[Entries taken from a collection]
☆ ☆ ☆ ☆
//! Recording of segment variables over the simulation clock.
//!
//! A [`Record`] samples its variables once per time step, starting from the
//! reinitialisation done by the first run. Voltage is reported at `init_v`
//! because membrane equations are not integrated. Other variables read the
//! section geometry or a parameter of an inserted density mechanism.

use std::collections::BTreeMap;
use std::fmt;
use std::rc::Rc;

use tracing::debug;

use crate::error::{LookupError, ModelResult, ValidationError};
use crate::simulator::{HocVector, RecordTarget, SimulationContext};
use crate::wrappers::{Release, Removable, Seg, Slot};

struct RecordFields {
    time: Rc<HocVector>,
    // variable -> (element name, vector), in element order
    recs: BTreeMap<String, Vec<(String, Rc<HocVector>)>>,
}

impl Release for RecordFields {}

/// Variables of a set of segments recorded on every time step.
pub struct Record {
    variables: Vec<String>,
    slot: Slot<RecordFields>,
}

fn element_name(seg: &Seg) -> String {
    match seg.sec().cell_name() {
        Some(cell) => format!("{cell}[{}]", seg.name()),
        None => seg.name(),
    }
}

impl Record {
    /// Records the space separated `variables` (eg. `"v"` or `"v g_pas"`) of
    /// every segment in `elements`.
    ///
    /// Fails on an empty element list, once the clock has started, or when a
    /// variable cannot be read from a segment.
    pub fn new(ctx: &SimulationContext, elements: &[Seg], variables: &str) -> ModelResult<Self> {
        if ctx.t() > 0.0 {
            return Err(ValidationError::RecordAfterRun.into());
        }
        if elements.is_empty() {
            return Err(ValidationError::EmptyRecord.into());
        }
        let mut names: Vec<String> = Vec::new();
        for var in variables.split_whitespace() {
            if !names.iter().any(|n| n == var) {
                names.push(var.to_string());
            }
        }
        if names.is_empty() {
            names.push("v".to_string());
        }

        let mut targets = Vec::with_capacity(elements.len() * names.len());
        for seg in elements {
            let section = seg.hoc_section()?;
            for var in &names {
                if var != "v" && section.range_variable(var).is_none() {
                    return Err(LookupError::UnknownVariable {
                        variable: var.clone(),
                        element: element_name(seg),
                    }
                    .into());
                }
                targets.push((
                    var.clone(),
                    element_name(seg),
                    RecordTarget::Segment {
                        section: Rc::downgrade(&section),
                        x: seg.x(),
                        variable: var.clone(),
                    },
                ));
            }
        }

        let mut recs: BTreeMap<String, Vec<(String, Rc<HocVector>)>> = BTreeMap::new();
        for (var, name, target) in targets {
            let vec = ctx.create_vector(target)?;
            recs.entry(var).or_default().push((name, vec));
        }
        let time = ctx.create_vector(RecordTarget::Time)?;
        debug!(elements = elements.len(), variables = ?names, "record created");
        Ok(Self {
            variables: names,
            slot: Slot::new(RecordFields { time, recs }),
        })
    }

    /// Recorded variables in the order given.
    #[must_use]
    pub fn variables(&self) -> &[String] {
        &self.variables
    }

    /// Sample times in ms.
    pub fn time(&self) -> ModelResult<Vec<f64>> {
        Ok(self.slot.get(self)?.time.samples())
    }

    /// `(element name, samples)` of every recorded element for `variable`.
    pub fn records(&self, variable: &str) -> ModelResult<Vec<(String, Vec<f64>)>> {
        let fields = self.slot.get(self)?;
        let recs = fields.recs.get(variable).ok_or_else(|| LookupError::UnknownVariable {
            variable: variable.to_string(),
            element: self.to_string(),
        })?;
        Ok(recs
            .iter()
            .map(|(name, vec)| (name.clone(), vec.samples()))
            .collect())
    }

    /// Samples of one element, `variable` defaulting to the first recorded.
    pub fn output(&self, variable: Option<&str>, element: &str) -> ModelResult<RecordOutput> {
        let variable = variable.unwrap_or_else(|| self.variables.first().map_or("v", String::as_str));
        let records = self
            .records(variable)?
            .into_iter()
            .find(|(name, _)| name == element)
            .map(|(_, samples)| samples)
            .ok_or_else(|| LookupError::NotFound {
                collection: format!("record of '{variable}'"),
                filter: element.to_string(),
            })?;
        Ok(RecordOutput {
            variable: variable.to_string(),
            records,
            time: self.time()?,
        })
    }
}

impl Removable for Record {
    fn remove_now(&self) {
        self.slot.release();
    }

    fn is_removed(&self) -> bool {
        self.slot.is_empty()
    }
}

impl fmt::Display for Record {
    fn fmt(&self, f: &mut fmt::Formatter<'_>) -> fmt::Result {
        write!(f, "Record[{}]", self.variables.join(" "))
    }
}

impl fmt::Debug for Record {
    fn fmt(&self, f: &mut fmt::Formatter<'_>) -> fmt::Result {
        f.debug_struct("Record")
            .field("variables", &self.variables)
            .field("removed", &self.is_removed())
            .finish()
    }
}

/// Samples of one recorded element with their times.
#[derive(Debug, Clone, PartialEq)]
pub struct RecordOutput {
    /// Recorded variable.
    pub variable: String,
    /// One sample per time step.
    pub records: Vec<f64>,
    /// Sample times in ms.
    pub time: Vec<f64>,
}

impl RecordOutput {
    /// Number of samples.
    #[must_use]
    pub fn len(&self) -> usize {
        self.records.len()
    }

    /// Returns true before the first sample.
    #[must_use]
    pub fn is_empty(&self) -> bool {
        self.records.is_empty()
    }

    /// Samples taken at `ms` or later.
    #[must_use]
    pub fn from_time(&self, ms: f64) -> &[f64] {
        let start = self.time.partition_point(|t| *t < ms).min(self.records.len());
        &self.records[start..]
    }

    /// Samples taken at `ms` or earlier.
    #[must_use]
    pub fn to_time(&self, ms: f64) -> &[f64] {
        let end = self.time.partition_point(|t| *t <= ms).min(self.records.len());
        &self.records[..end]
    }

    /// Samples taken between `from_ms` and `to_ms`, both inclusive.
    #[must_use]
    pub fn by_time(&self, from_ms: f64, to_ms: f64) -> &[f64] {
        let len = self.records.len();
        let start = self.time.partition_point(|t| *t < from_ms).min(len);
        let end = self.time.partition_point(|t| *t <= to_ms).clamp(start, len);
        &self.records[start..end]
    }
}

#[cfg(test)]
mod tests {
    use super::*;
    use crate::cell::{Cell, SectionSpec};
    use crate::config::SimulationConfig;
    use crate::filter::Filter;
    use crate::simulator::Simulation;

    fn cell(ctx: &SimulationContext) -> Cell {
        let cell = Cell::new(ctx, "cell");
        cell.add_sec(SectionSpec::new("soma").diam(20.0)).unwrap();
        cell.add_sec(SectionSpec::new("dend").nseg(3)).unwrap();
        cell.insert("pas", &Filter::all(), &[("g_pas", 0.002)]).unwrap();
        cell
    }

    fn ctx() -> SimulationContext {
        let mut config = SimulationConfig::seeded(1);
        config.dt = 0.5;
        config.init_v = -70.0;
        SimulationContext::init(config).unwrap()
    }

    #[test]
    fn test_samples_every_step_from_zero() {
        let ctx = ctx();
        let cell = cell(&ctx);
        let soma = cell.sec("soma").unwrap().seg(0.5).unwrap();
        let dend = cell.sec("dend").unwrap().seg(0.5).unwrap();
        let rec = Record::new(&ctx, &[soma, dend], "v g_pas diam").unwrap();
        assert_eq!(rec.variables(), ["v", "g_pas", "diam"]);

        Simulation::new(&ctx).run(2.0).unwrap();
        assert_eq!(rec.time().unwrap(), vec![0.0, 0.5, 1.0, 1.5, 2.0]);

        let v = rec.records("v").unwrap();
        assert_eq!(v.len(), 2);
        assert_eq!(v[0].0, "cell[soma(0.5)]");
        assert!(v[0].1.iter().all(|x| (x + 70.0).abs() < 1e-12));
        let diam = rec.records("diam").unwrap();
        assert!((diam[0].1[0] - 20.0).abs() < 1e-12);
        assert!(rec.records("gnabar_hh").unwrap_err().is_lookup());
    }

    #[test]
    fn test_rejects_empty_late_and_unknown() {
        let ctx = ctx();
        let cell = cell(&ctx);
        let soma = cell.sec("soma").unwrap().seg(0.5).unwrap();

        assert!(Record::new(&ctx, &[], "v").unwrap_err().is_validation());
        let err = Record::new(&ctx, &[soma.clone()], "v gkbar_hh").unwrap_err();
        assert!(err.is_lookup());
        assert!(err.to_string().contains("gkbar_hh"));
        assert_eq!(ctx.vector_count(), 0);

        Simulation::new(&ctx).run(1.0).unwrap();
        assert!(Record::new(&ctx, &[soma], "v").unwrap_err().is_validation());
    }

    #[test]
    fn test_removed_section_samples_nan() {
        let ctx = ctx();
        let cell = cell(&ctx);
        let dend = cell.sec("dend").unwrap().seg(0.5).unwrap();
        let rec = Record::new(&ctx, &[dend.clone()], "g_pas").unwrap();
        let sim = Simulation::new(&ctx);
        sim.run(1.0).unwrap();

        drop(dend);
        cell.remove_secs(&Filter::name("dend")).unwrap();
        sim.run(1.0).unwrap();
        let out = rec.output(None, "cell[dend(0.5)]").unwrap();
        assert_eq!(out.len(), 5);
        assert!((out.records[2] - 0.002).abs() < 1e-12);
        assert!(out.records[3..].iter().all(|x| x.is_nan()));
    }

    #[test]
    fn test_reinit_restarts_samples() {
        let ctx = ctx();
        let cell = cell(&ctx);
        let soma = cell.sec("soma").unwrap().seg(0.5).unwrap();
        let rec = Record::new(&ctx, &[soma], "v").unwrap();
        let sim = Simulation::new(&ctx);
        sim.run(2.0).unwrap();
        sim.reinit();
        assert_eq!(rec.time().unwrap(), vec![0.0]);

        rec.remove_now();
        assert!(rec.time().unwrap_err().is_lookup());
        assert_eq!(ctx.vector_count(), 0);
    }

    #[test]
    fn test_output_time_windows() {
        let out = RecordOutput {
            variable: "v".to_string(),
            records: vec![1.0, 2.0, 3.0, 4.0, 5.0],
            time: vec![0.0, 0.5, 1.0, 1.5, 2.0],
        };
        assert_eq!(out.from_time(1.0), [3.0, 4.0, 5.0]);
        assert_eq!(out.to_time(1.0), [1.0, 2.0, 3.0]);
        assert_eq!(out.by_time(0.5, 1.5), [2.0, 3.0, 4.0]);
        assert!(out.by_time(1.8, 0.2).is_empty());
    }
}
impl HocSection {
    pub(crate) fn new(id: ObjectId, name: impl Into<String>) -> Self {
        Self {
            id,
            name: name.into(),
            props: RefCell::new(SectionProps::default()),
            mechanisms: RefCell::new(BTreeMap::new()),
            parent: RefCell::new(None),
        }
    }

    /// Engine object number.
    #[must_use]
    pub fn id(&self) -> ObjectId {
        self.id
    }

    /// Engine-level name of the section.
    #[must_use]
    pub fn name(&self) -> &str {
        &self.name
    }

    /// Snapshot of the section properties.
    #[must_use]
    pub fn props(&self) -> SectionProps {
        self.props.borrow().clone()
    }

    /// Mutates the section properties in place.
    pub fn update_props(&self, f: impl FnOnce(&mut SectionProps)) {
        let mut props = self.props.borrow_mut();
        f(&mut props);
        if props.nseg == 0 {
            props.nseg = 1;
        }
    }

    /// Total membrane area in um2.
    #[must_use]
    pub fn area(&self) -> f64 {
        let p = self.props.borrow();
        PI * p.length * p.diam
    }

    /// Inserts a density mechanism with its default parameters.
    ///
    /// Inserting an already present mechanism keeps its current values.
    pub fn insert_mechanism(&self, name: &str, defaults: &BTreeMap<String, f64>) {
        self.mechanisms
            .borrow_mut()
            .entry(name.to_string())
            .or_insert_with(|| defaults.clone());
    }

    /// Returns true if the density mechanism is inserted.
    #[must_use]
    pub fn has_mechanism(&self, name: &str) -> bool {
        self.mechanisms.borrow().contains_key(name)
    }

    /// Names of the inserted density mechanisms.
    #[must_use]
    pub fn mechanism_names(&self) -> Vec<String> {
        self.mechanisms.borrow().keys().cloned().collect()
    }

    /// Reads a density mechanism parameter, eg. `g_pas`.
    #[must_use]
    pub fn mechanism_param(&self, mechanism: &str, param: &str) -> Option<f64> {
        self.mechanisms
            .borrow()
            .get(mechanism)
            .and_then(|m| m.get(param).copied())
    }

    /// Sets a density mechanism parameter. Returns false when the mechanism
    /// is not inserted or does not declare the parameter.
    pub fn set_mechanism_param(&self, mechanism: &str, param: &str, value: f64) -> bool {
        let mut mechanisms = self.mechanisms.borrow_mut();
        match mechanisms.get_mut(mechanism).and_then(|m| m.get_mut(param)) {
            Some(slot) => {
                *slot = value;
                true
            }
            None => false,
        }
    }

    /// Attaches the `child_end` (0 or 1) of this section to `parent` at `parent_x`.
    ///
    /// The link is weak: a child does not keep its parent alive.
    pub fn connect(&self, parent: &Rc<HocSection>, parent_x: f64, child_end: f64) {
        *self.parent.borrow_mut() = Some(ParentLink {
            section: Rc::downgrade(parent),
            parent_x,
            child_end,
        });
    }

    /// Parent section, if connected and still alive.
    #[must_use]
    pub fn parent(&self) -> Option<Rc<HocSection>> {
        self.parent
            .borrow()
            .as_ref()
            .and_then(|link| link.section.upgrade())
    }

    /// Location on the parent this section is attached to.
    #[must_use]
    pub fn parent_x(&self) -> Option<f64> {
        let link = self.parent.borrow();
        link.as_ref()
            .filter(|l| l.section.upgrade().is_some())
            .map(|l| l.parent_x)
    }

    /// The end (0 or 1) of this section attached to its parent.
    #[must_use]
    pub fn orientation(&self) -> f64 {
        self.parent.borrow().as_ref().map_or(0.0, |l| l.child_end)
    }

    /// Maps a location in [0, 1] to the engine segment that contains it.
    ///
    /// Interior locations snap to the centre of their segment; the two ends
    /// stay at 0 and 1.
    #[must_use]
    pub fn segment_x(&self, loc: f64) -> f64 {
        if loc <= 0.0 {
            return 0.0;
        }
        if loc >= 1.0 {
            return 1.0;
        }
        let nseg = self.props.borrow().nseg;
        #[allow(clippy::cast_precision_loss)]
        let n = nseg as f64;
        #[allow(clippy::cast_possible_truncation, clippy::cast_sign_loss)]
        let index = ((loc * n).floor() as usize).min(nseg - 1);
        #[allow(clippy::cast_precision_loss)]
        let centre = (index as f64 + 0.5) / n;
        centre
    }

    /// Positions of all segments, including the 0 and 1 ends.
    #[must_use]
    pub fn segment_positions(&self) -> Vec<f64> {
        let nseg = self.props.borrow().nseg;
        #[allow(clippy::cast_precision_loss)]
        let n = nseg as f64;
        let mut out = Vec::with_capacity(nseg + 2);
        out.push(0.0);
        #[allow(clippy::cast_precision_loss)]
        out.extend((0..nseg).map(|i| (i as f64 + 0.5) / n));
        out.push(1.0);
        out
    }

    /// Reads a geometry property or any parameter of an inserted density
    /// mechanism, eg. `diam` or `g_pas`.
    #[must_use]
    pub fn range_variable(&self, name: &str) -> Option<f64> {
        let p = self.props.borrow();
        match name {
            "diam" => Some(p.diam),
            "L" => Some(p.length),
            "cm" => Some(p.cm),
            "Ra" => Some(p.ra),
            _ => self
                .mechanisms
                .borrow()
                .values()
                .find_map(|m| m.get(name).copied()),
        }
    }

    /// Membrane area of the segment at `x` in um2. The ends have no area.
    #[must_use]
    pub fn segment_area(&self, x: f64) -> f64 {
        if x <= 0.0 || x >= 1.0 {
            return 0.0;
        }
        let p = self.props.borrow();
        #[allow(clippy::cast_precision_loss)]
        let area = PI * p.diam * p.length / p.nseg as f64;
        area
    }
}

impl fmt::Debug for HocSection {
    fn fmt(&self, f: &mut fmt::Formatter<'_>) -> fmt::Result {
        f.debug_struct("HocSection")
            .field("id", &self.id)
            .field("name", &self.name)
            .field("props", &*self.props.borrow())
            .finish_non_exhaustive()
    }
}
☆ ☆ ☆ ☆
__Your instructions__
Scan the data above for the word "SectionSpec", then copy every line that holds it.

__Answer space__
    use crate::cell::{Cell, SectionSpec};
        cell.add_sec(SectionSpec::new("soma").diam(20.0)).unwrap();
        cell.add_sec(SectionSpec::new("dend").nseg(3)).unwrap();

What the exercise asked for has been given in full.